Lots of ideas in the background of contemporary U.S. political and economic thought are Galbraith's. His work as an economist was a scattered but comprehensive attempt to think through the consequences of the transition from a nation of small farms and workshops to one of large factories and superstores. In doing so, he took on many of the questions most central to the new U.S. economic landscape: How much can advertising shape demand? In a world of passive shareholders, autonomous managers and engineers, and firm decisions that emerge out of internal bureaucratic contests, just what are the objectives that drive big firms? How does competition work when its principal dimensions are quality and marketing rather than price? And critically, how do the limits of polite discourse allow the system to hold itself together while constraining its flexibility?

For decades, Galbraith's influence in politics was unmatched by any other economist. The pieces of his advice best remembered are those that went against the "conventional wisdom" (a now ubiquitous phrase that Galbraith coined): strategic bombing did not win World War II; Vietnam was a strategically unimportant quagmire where the United States would do more harm than good; macroeconomic "fine tuning" is likely to blow up in the face of policymakers; the businessman's capacity for self-delusion is nearly infinite.

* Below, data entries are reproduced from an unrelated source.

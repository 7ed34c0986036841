use async_trait::async_trait;
use axum::extract::{FromRequestParts, State};
use axum::http::{header, request::Parts};

use crate::api::errors::ApiError;
use crate::core::{security, state::AppState};
use crate::db::models::{Assessment, User};
use crate::db::types::UserRole;
use crate::repositories;

pub(crate) struct CurrentUser(pub(crate) User);
pub(crate) struct CurrentTeacher(pub(crate) User);
pub(crate) struct CurrentStudent(pub(crate) User);

#[async_trait]
impl FromRequestParts<AppState> for CurrentUser {
    type Rejection = ApiError;

    async fn from_request_parts(
        parts: &mut Parts,
        state: &AppState,
    ) -> Result<Self, Self::Rejection> {
        let State(app_state) = State::<AppState>::from_request_parts(parts, state)
            .await
            .map_err(|e| ApiError::internal(e, "Failed to access application state"))?;

        let auth_header = parts
            .headers
            .get(header::AUTHORIZATION)
            .and_then(|value| value.to_str().ok())
            .ok_or(ApiError::Unauthorized("Invalid authentication credentials"))?;

        let token = auth_header
            .strip_prefix("Bearer ")
            .ok_or(ApiError::Unauthorized("Invalid authentication credentials"))?;

        let claims = security::verify_token(token, app_state.settings())
            .map_err(|_| ApiError::Unauthorized("Invalid authentication credentials"))?;

        let user = repositories::users::find_by_id(app_state.db(), &claims.sub)
            .await
            .map_err(|e| ApiError::internal(e, "Failed to load user"))?;

        let Some(user) = user else {
            return Err(ApiError::Unauthorized("User not found"));
        };

        if !user.is_active {
            return Err(ApiError::Unauthorized("Invalid authentication credentials"));
        }

        Ok(CurrentUser(user))
    }
}

#[async_trait]
impl FromRequestParts<AppState> for CurrentTeacher {
    type Rejection = ApiError;

    async fn from_request_parts(
        parts: &mut Parts,
        state: &AppState,
    ) -> Result<Self, Self::Rejection> {
        let CurrentUser(user) = CurrentUser::from_request_parts(parts, state).await?;

        if user.role == UserRole::Teacher {
            Ok(CurrentTeacher(user))
        } else {
            Err(ApiError::Forbidden("Teacher access required"))
        }
    }
}

#[async_trait]
impl FromRequestParts<AppState> for CurrentStudent {
    type Rejection = ApiError;

    async fn from_request_parts(
        parts: &mut Parts,
        state: &AppState,
    ) -> Result<Self, Self::Rejection> {
        let CurrentUser(user) = CurrentUser::from_request_parts(parts, state).await?;

        if user.role == UserRole::Student {
            Ok(CurrentStudent(user))
        } else {
            Err(ApiError::Forbidden("Student access required"))
        }
    }
}

/// Student-path assessment lookup. Unknown ids and unassigned ids fail the
/// same way so a student cannot probe for the existence of assessments that
/// were never assigned to them.
pub(crate) async fn fetch_assessment_for_student(
    state: &AppState,
    student: &User,
    assessment_id: &str,
) -> Result<Assessment, ApiError> {
    let assessment = repositories::assessments::find_active_by_id(state.db(), assessment_id)
        .await
        .map_err(|e| ApiError::internal(e, "Failed to fetch assessment"))?;

    match assessment {
        Some(assessment) if assessment.is_assigned_to(&student.email) => Ok(assessment),
        _ => Err(ApiError::Forbidden("You do not have access to this assessment")),
    }
}

/// Teacher-path assessment lookup; an assessment owned by someone else is
/// reported as missing rather than revealed.
pub(crate) async fn fetch_owned_assessment(
    state: &AppState,
    teacher: &User,
    assessment_id: &str,
) -> Result<Assessment, ApiError> {
    let assessment = repositories::assessments::find_by_id(state.db(), assessment_id)
        .await
        .map_err(|e| ApiError::internal(e, "Failed to fetch assessment"))?;

    match assessment {
        Some(assessment) if assessment.created_by == teacher.id => Ok(assessment),
        _ => Err(ApiError::NotFound("Assessment not found".to_string())),
    }
}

Galbraith sees the United States as a would-be social democracy that has lost its way, assuming that if only the self-serving declarations of the right could be wiped away, the benefits of a bigger, more activist government would become obvious to everyone. The right-wing claim that the most efficient economy is one in which the gales of perfect competition scour the land is, in Galbraith's view, nonsense. Modern industrial and post-industrial production is a large-scale process, large-scale processes require planning, and planning requires stability -- which means that the gales of the market must be calmed.

This political vision, however, has been in retreat since the early 1980s. Nobody wants to hear about the importance of Big Government, Big Bureaucracy, or Big Labor (which hardly even exists). Galbraith's economic views have undergone an even more distressing eclipse. Among economists (excluding economic historians), the 70-year-olds have read Galbraith and think he is very important; the 50-year-olds have read Galbraith and know that the 70-year-olds think he is important but are not sure why; and the 30-year-olds have not even read him.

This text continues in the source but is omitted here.